**YOUR OBJECTIVE**
Below are the entries; return every line among them that holds the word "used".
--- START ---
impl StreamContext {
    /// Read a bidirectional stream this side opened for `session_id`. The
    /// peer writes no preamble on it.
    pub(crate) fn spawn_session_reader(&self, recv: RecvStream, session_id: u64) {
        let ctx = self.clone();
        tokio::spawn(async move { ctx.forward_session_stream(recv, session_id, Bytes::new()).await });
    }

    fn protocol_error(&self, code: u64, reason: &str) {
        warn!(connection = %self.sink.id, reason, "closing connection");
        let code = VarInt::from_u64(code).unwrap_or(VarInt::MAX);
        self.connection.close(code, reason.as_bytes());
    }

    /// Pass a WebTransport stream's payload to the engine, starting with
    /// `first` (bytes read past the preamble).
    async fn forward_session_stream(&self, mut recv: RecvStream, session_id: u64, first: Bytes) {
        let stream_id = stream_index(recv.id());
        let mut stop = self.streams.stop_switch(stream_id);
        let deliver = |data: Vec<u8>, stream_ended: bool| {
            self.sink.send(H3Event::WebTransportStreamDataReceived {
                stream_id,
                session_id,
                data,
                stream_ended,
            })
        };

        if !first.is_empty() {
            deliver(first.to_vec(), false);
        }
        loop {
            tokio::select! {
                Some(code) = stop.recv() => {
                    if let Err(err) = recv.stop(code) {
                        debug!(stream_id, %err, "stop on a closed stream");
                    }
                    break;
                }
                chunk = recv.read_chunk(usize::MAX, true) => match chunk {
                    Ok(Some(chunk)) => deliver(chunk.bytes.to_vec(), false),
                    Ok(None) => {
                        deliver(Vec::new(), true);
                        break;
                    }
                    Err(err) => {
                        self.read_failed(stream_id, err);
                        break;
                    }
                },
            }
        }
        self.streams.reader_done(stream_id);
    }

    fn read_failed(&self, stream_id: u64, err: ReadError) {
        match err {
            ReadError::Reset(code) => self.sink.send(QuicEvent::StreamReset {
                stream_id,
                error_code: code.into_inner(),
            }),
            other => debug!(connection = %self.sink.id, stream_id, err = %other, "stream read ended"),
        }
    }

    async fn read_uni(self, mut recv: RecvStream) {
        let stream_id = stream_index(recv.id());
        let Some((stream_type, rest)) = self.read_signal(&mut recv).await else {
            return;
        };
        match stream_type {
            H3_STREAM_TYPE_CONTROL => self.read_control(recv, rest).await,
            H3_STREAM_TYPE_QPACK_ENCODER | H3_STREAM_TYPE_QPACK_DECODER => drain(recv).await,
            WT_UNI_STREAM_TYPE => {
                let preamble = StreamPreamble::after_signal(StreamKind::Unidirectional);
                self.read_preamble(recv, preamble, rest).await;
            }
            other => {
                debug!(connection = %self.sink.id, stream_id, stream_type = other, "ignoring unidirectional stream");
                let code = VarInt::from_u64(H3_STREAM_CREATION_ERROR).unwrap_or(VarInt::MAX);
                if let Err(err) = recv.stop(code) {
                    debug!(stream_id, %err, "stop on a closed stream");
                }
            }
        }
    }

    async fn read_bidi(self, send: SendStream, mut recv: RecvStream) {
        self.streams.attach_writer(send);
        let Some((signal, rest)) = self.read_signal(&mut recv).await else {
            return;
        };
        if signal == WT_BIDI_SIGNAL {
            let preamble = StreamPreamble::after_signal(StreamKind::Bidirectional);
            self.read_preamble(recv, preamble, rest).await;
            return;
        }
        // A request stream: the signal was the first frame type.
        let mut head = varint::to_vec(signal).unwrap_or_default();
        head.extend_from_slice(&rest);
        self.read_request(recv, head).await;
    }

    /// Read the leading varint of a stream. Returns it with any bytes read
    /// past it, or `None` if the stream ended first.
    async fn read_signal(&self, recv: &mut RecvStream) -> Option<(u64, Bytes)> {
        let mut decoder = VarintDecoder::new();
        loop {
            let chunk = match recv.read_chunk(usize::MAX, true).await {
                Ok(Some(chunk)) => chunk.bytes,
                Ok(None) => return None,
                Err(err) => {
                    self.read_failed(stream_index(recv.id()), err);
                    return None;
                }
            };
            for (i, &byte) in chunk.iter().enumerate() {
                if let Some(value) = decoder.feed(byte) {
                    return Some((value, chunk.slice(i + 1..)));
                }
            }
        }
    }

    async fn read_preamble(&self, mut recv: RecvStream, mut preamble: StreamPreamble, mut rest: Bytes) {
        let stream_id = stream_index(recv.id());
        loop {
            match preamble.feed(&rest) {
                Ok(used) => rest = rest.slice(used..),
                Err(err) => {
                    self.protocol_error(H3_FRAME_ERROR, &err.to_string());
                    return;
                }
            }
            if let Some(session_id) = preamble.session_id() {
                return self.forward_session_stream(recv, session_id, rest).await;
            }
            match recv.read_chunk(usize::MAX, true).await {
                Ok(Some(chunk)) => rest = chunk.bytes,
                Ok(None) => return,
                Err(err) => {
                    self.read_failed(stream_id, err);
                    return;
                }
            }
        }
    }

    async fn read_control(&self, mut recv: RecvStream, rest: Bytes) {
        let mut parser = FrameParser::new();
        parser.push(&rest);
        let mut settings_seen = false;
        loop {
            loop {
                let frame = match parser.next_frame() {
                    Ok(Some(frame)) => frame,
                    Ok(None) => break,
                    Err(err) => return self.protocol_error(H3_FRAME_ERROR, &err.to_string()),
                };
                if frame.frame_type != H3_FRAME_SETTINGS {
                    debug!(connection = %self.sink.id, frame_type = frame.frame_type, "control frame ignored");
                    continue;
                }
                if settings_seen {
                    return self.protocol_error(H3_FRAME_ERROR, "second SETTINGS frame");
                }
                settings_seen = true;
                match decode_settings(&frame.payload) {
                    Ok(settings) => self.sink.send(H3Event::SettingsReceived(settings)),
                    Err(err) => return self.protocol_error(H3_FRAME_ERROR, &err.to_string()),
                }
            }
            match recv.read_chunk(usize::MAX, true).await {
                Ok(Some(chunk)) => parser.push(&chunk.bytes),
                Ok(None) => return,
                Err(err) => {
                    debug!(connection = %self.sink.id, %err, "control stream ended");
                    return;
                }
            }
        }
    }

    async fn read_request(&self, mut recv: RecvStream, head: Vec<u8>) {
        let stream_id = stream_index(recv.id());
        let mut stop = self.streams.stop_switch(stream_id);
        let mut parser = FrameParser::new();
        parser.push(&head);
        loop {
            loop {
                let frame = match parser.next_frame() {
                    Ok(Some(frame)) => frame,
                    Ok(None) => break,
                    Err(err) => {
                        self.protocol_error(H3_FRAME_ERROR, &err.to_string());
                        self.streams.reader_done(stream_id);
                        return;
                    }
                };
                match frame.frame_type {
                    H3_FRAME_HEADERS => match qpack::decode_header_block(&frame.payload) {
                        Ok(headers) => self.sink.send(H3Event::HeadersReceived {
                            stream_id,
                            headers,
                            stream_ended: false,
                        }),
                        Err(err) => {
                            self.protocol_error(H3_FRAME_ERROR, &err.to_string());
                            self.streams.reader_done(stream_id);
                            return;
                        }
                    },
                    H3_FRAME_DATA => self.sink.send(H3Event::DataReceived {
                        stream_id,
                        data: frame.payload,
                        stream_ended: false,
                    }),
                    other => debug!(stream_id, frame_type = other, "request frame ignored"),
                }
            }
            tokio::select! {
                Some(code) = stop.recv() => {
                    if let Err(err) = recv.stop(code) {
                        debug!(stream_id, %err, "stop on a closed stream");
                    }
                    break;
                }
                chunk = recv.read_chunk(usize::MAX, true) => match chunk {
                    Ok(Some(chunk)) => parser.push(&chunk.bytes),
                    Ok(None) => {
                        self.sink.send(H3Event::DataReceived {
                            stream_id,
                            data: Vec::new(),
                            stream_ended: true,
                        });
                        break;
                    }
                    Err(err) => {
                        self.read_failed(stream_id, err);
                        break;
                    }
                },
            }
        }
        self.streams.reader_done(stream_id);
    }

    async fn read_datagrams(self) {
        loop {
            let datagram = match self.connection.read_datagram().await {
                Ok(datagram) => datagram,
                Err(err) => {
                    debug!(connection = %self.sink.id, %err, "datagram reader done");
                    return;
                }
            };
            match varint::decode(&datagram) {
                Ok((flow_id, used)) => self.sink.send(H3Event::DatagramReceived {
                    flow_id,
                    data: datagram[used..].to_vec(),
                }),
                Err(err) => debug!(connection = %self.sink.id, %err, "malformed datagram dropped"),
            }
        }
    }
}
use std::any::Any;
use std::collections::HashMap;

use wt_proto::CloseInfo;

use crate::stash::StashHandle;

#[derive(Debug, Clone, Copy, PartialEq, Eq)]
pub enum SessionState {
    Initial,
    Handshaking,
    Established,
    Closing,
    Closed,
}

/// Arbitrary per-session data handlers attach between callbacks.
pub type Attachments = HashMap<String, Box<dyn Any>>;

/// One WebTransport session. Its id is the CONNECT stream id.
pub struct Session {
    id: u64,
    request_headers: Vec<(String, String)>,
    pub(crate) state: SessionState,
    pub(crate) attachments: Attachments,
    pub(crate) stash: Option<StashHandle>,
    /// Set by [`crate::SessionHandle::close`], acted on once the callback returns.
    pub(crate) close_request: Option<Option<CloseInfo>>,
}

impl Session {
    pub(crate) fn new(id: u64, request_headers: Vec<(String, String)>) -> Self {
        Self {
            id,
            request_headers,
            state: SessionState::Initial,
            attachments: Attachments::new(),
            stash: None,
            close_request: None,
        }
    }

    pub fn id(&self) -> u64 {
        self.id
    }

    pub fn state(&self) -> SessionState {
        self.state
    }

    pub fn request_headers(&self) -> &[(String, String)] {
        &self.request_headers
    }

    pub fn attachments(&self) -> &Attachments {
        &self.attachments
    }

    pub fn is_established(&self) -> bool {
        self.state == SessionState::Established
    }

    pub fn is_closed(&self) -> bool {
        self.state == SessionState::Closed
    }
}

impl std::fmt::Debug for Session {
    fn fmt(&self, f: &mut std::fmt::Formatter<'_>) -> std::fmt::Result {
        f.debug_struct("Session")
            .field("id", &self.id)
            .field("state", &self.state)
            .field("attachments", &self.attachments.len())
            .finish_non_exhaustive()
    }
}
--- END ---
--- START ---
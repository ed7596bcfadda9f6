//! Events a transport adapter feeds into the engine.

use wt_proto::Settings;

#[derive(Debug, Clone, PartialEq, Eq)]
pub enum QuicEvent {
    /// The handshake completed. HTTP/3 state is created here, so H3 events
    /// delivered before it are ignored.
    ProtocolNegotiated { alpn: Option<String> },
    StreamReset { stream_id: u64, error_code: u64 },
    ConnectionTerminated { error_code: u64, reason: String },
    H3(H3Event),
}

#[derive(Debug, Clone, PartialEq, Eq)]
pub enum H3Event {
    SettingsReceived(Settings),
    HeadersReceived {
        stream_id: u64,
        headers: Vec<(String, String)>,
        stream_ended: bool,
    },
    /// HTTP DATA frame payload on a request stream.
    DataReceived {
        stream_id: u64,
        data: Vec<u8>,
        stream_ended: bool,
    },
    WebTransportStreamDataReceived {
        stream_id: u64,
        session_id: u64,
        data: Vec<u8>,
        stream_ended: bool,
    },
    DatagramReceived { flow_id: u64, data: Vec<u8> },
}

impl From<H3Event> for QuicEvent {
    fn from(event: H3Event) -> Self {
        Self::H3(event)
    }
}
--- END ---
--- START ---
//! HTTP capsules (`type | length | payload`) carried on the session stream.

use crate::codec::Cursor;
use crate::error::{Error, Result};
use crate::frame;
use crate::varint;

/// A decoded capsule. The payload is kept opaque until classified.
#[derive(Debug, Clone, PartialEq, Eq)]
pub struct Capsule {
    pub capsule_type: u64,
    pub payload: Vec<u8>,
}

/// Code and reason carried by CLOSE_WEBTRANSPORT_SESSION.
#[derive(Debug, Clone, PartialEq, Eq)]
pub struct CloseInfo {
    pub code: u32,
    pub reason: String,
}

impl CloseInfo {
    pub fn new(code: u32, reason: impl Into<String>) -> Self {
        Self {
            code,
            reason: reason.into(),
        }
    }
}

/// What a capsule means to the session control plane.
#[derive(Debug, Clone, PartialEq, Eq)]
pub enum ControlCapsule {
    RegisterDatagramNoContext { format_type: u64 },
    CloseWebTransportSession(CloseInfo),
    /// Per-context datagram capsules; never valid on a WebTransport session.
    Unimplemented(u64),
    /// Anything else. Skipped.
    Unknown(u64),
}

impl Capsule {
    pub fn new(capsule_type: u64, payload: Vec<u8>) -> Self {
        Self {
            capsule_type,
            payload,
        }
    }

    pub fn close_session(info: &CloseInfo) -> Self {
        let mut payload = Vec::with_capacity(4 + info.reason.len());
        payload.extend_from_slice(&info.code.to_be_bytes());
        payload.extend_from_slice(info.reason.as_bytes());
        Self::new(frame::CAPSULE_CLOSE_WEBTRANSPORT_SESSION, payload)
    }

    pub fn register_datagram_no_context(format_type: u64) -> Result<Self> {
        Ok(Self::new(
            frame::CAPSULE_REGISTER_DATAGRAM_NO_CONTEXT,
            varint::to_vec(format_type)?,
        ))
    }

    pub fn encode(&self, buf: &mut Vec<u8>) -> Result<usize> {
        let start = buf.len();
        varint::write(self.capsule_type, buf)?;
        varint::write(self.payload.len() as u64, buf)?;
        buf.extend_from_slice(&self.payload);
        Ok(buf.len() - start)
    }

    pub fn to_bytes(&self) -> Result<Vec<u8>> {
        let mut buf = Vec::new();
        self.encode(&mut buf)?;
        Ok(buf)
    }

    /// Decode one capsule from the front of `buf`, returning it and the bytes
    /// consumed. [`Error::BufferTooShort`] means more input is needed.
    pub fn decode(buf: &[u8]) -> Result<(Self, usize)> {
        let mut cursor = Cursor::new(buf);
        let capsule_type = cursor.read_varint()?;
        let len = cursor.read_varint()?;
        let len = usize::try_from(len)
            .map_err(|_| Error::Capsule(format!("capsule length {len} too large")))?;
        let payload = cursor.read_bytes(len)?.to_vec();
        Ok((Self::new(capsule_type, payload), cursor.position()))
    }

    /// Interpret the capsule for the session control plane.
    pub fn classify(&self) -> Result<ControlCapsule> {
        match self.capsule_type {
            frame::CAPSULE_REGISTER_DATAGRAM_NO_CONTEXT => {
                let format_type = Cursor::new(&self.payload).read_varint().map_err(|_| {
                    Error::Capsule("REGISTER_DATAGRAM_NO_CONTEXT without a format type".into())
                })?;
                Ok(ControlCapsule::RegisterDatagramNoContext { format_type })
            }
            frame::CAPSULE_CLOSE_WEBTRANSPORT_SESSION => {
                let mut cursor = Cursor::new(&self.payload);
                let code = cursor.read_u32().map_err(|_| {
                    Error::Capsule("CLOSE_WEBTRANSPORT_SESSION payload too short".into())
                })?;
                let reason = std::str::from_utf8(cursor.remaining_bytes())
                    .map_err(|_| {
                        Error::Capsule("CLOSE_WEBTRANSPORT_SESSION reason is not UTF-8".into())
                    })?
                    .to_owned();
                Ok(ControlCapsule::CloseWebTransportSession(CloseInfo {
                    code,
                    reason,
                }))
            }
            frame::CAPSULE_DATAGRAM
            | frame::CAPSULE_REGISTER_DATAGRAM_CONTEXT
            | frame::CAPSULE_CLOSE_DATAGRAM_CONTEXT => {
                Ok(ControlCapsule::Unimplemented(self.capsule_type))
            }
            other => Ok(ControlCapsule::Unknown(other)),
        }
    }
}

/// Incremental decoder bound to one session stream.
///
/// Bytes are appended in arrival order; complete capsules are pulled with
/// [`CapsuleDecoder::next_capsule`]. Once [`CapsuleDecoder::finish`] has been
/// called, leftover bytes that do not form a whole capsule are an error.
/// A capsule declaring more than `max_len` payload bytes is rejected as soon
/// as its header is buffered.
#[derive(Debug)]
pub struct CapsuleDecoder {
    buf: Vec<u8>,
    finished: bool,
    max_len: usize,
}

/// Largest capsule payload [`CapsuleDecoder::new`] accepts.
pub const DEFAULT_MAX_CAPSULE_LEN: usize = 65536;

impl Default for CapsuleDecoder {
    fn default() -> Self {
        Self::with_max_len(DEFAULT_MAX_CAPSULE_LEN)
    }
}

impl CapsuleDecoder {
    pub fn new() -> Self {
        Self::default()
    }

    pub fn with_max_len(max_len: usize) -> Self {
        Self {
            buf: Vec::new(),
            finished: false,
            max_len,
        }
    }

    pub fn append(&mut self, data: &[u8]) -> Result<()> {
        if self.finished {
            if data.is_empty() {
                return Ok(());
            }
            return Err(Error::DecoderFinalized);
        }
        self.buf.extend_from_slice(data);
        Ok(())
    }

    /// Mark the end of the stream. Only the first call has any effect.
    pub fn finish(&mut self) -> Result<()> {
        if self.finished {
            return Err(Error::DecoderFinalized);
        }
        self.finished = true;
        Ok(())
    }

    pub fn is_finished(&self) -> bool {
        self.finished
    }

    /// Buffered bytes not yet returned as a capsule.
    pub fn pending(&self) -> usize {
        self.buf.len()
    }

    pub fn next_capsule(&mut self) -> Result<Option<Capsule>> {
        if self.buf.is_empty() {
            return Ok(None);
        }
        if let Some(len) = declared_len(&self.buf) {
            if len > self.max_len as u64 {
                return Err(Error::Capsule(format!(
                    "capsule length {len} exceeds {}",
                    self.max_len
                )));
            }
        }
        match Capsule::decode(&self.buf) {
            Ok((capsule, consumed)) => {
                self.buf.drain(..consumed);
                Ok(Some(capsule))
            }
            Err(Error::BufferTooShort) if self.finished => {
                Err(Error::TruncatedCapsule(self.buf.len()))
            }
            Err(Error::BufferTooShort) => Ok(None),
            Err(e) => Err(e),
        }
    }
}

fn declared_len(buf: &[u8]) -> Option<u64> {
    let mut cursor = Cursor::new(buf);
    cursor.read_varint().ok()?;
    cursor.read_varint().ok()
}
--- END ---
**ANSWER AREA**
                Ok(used) => rest = rest.slice(used..),
                Ok((flow_id, used)) => self.sink.send(H3Event::DatagramReceived {
                    data: datagram[used..].to_vec(),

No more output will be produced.